Un panorama da togliere il fiato

Inizio il mio tour sulla costa orientale siciliana da un borgo medievale situato su un'altura a strapiombo sul Mar Ionio: Castelmola.

Inserito tra i borghi più belli d'Italia, Castelmola ha origini pre elleniche. Il suo nome probabilmente deriva dalla forma che ha il castello, appunto di una mola.

Situata proprio sopra la più rinnomata città di Taormina, nell'antichità è sempre stata considerata l'acropoli di quest'ultima. Ma questo piccolo paese, poco più di 1000 abitanti, nasconde panorami e caratteristiche tipiche che nessuno può immaginare.

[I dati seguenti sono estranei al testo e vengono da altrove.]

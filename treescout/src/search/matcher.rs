use super::tokenizer::{Tokenizer, WordBoundary};

/// Counts literal occurrences of a word or phrase in text.
///
/// The target is split with the same [`Tokenizer`] as the text it is matched
/// against, so a multi-word target is a phrase matched against consecutive
/// words. Comparison is plain string equality: characters such as `.` or `*`
/// in the target only ever match themselves.
#[derive(Debug, Clone)]
pub struct PhraseMatcher {
    tokenizer: Tokenizer,
    phrase: Vec<String>,
}

impl PhraseMatcher {
    pub fn new(target: &str, boundary: WordBoundary, case_sensitive: bool) -> Self {
        let tokenizer = Tokenizer::new(boundary, case_sensitive);
        let phrase = tokenizer
            .tokens(target)
            .into_iter()
            .map(|word| word.into_owned())
            .collect();
        Self { tokenizer, phrase }
    }

    /// True when the target contains no words and can never match
    pub fn is_empty(&self) -> bool {
        self.phrase.is_empty()
    }

    pub fn phrase(&self) -> &[String] {
        &self.phrase
    }

    /// Number of occurrences in `text`; overlapping phrase occurrences each count
    pub fn count(&self, text: &str) -> usize {
        if self.phrase.is_empty() {
            return 0;
        }

        let words = self.tokenizer.tokens(text);
        if let [word] = self.phrase.as_slice() {
            return words.iter().filter(|w| **w == *word).count();
        }

        words
            .windows(self.phrase.len())
            .filter(|window| {
                window
                    .iter()
                    .zip(&self.phrase)
                    .all(|(w, p)| *w == *p)
            })
            .count()
    }
}
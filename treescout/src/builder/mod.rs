//! Builds an immutable [`Folder`] tree from a directory on disk.
//!
//! One algorithm, four schedules: list the children of a folder, classify
//! them, recurse into sub-folders (fan-out), collect the finished children
//! (fan-in) and derive the folder's size. The sequential and parallel
//! strategies share [`scheduler::build_folder`]; the futures and reactive
//! strategies share the listing and loading steps but compose the fan-out
//! with tasks and streams respectively.
//!
//! Builds fail fast. The first error cancels the build's own run token, so
//! work still in flight stops at its next checkpoint, and no partial tree is
//! ever returned.
mod composed;
mod listing;
mod reactive;
mod scheduler;

use std::path::{Path, PathBuf};
use std::sync::Arc;
use std::time::Instant;
use tracing::{info, warn};

use crate::cancel::CancellationToken;
use crate::config::BuildOptions;
use crate::errors::TreeResult;
use crate::executor::{Executor, Strategy};
use crate::filters::EntryFilter;
use crate::metrics::BuildMetrics;
use crate::tree::Folder;

/// Everything one build run shares between its units of work
#[derive(Debug)]
pub(crate) struct BuildContext {
    pub(crate) options: BuildOptions,
    pub(crate) filter: EntryFilter,
    pub(crate) cancel: CancellationToken,
    pub(crate) metrics: BuildMetrics,
    /// Children processed at once per folder by the reactive strategy
    pub(crate) concurrency: usize,
    /// Fired once a folder listing completes, to cancel at a known point
    #[cfg(test)]
    pub(crate) cancel_after_listing: Option<CancellationToken>,
}

impl BuildContext {
    pub(crate) fn new(options: BuildOptions, cancel: CancellationToken) -> TreeResult<Self> {
        let filter = EntryFilter::new(&options.ignore_patterns, options.skip_hidden)?;
        Ok(Self::with_parts(options, filter, cancel, BuildMetrics::new()))
    }

    fn with_parts(
        options: BuildOptions,
        filter: EntryFilter,
        cancel: CancellationToken,
        metrics: BuildMetrics,
    ) -> Self {
        let concurrency = options.thread_count.get();
        Self {
            options,
            filter,
            cancel,
            metrics,
            concurrency,
            #[cfg(test)]
            cancel_after_listing: None,
        }
    }
}

/// Reusable builder that keeps its worker pools alive between builds
#[derive(Debug)]
pub struct TreeBuilder {
    options: BuildOptions,
    filter: EntryFilter,
    executor: Executor,
    metrics: BuildMetrics,
}

impl TreeBuilder {
    /// Validates the ignore patterns; pools are created on the first build that needs them
    pub fn new(options: BuildOptions) -> TreeResult<Self> {
        let filter = EntryFilter::new(&options.ignore_patterns, options.skip_hidden)?;
        let executor = Executor::new(
            options.strategy,
            options.thread_count,
            options.io_thread_count,
        );
        Ok(Self {
            options,
            filter,
            executor,
            metrics: BuildMetrics::new(),
        })
    }

    pub fn options(&self) -> &BuildOptions {
        &self.options
    }

    /// Counters accumulated over every build run by this builder
    pub fn metrics(&self) -> &BuildMetrics {
        &self.metrics
    }

    pub fn build(&self, root: impl AsRef<Path>) -> TreeResult<Folder> {
        self.build_with_cancel(root, &CancellationToken::new())
    }

    /// Builds the tree rooted at `root`, giving up with [`TreeError::Cancelled`]
    /// once `cancel` fires.
    ///
    /// Must not be called from inside an async task; use [`build_async`] there.
    ///
    /// [`TreeError::Cancelled`]: crate::errors::TreeError::Cancelled
    pub fn build_with_cancel(
        &self,
        root: impl AsRef<Path>,
        cancel: &CancellationToken,
    ) -> TreeResult<Folder> {
        let root = root.as_ref().to_path_buf();
        let strategy = self.executor.strategy();
        info!("Building tree from {} ({} strategy)", root.display(), strategy);
        let start = Instant::now();

        let run = cancel.child();
        let ctx = Arc::new(self.context(run.clone()));
        let result = self.run(root, &ctx);
        finish(result, &run, &self.metrics, start)
    }

    fn context(&self, run: CancellationToken) -> BuildContext {
        BuildContext::with_parts(
            self.options.clone(),
            self.filter.clone(),
            run,
            self.metrics.clone(),
        )
    }

    fn run(&self, root: PathBuf, ctx: &Arc<BuildContext>) -> TreeResult<Folder> {
        match self.executor.strategy() {
            Strategy::Sequential => scheduler::build_folder(&scheduler::Sequential, root, ctx),
            Strategy::Parallel => {
                let pools = self.executor.pools()?;
                pools
                    .cpu
                    .install(|| scheduler::build_folder(pools, root, ctx))
            }
            Strategy::Futures => self
                .executor
                .runtime()?
                .block_on(composed::build_folder(root, Arc::clone(ctx))),
            Strategy::Reactive => self
                .executor
                .runtime()?
                .block_on(reactive::build_folder(root, Arc::clone(ctx))),
        }
    }
}

fn finish(
    result: TreeResult<Folder>,
    run: &CancellationToken,
    metrics: &BuildMetrics,
    start: Instant,
) -> TreeResult<Folder> {
    match result {
        Ok(folder) => {
            info!(
                "Built tree of {} entries in {:?}",
                folder.size(),
                start.elapsed()
            );
            metrics.log_stats();
            Ok(folder)
        }
        Err(e) => {
            run.cancel();
            warn!("Build failed after {:?}: {}", start.elapsed(), e);
            Err(e)
        }
    }
}

/// Builds the tree rooted at `root` with a one-off [`TreeBuilder`]
pub fn build(root: impl AsRef<Path>, options: &BuildOptions) -> TreeResult<Folder> {
    TreeBuilder::new(options.clone())?.build(root)
}

/// Builds on the caller's tokio runtime.
///
/// The futures and reactive strategies compose directly on that runtime;
/// the sequential and parallel strategies run on its blocking pool.
pub async fn build_async(
    root: PathBuf,
    options: BuildOptions,
    cancel: CancellationToken,
) -> TreeResult<Folder> {
    match options.strategy {
        Strategy::Futures | Strategy::Reactive => {
            info!(
                "Building tree from {} ({} strategy, caller's runtime)",
                root.display(),
                options.strategy
            );
            let start = Instant::now();
            let run = cancel.child();
            let strategy = options.strategy;
            let ctx = Arc::new(BuildContext::new(options, run.clone())?);
            let result = if strategy == Strategy::Futures {
                composed::build_folder(root, Arc::clone(&ctx)).await
            } else {
                reactive::build_folder(root, Arc::clone(&ctx)).await
            };
            finish(result, &run, &ctx.metrics, start)
        }
        Strategy::Sequential | Strategy::Parallel => listing::joined(
            tokio::task::spawn_blocking(move || -> TreeResult<Folder> {
                TreeBuilder::new(options)?.build_with_cancel(root, &cancel)
            })
            .await,
        ),
    }
}

#[cfg(test)]
mod tests {
    use super::*;
    use crate::errors::TreeError;
    use std::fs;
    use std::num::NonZeroUsize;
    use tempfile::tempdir;

    fn options(strategy: Strategy) -> BuildOptions {
        BuildOptions {
            thread_count: NonZeroUsize::new(2).unwrap(),
            io_thread_count: NonZeroUsize::new(2).unwrap(),
            ..BuildOptions::default()
        }
        .with_strategy(strategy)
    }

    #[test]
    fn test_build_scenario_every_strategy() {
        let dir = tempdir().unwrap();
        fs::write(dir.path().join("a.txt"), "the cat sat").unwrap();
        fs::create_dir(dir.path().join("sub")).unwrap();
        fs::write(dir.path().join("sub/b.txt"), "the cat ran").unwrap();

        for strategy in Strategy::ALL {
            let builder = TreeBuilder::new(options(strategy)).unwrap();
            let root = builder.build(dir.path()).unwrap();
            assert_eq!(root.size(), 4, "strategy {}", strategy);
            assert_eq!(root.documents().len(), 1);
            assert_eq!(root.sub_folders().len(), 1);
            assert_eq!(root.sub_folders()[0].size(), 2);

            let stats = builder.metrics().get_stats();
            assert_eq!(stats.folders_listed, 2);
            assert_eq!(stats.documents_created, 2);
            assert_eq!(stats.bytes_read, 22);
        }
    }

    #[test]
    fn test_builder_is_reusable() {
        let dir = tempdir().unwrap();
        fs::write(dir.path().join("a.txt"), "x").unwrap();

        let builder = TreeBuilder::new(options(Strategy::Parallel)).unwrap();
        assert_eq!(builder.build(dir.path()).unwrap().size(), 2);
        assert_eq!(builder.build(dir.path()).unwrap().size(), 2);
        assert_eq!(builder.metrics().get_stats().folders_listed, 2);
    }

    #[test]
    fn test_invalid_ignore_pattern_rejected_up_front() {
        let options = BuildOptions {
            ignore_patterns: vec!["[".to_string()],
            ..BuildOptions::default()
        };
        assert!(matches!(TreeBuilder::new(options), Err(TreeError::Config(_))));
    }

    #[test]
    fn test_cancel_after_first_listing_every_strategy() {
        let dir = tempdir().unwrap();
        fs::write(dir.path().join("a.txt"), "the cat sat").unwrap();
        fs::create_dir(dir.path().join("sub")).unwrap();
        fs::write(dir.path().join("sub/b.txt"), "the cat ran").unwrap();

        for strategy in Strategy::ALL {
            let builder = TreeBuilder::new(options(strategy)).unwrap();
            let caller = CancellationToken::new();
            let ctx = Arc::new(BuildContext {
                cancel_after_listing: Some(caller.clone()),
                ..builder.context(caller.child())
            });

            let err = builder.run(dir.path().to_path_buf(), &ctx).unwrap_err();
            assert!(err.is_cancelled(), "strategy {}: {}", strategy, err);
            assert_eq!(
                builder.metrics().get_stats().folders_listed,
                1,
                "strategy {}",
                strategy
            );
        }
    }

    #[test]
    fn test_failed_build_does_not_cancel_caller_token() {
        let dir = tempdir().unwrap();
        let caller = CancellationToken::new();
        let builder = TreeBuilder::new(options(Strategy::Futures)).unwrap();

        let err = builder
            .build_with_cancel(dir.path().join("missing"), &caller)
            .unwrap_err();
        assert!(matches!(err, TreeError::NotFound(_)));
        assert!(!caller.is_cancelled());
    }
}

L'entrata al paese si ha sulla Piazza Sant'Antonio con il suo belvedere sulla città di Taormina ed in lontananza si possono ammirare anche le luci della costa calabrese, la mia fortuna è stata quella di visitare questo comune nelle ore notturne, e vi assicuro che c'è da rimanere a bocca aperta.
Su questa piazza oltre a sorgere l'omonima chiesa, è presente, in maniera meno vistosa, l'arco che segnava l'antica entrata al paese.

Addentrandoci nel paese passiamo per piazza duomo, davvero molto bella, alberata e caratteristica. Su questa piazza si affaccia un famoso locale, rinnomato in tutta la zona per i suoi oggetti a tema molto folkloristici diciamo (non posso dire altro, è bene che lo andiate a visitare). Questo locale è strutturato su 3 piani con terrazzo. Salito al secondo piano ordino la specialità della casa: il vino alla mandorla, accompagnato da cantucci locali.
Nell'attesa, mi sporgo sul piccolo balcone che da sulla piazza e rimango senza parole per il panorama che mi si parava davanti: tutta la costa a sud di Castelmola illuminata, quasi fino a vedere Catania, dominate dalla sagoma scura dell'Etna, che per mia sfortuna non mi ha deliziato dei suoi spettacoli lavici.
Finito il vino e mangiati i cantucci, davvero ottimi, mi dirigo verso il duomo di Castelmola, dedicato a San Nicola di Bari, anche se loro scrivono San Nicolò, cosa che da barese quale sono da un po' fastidio. La chiesa è di recente costruzione, edificate sulle basi della vecchia cattedrale. Si affaccia su una balconata da dove si può ammirare tutto il golfo di Naxos, i paesi della costa nord di Catania e l'oscuro pendio del Vulcano. Ancora una volta sono rimasto basito davanti a tanto spettacolo.

Ritornando verso il livello mare ci fermiamo per ammirare il castello. Purtroppo non è visitabile, e ci fermiamo sulla terrazza della chiesa della Madonna della Rocca, da dove si può ammirare Taormina dall'alto. Il castello di origini romane, ma ricostruito e fortificato nel medioevo, è stato utilizzato come fortezza per controllare il territorio e segnalare eventuali attacchi marittimi, ma anche come prigione. Un neo che ho riscontrato in questo meraviglioso borgo, la mancanza di parcheggio per le auto. Per arrivarci è meglio lasciare l'auto ai parcheggi di Taormina e salire con le navette che fanno da spola.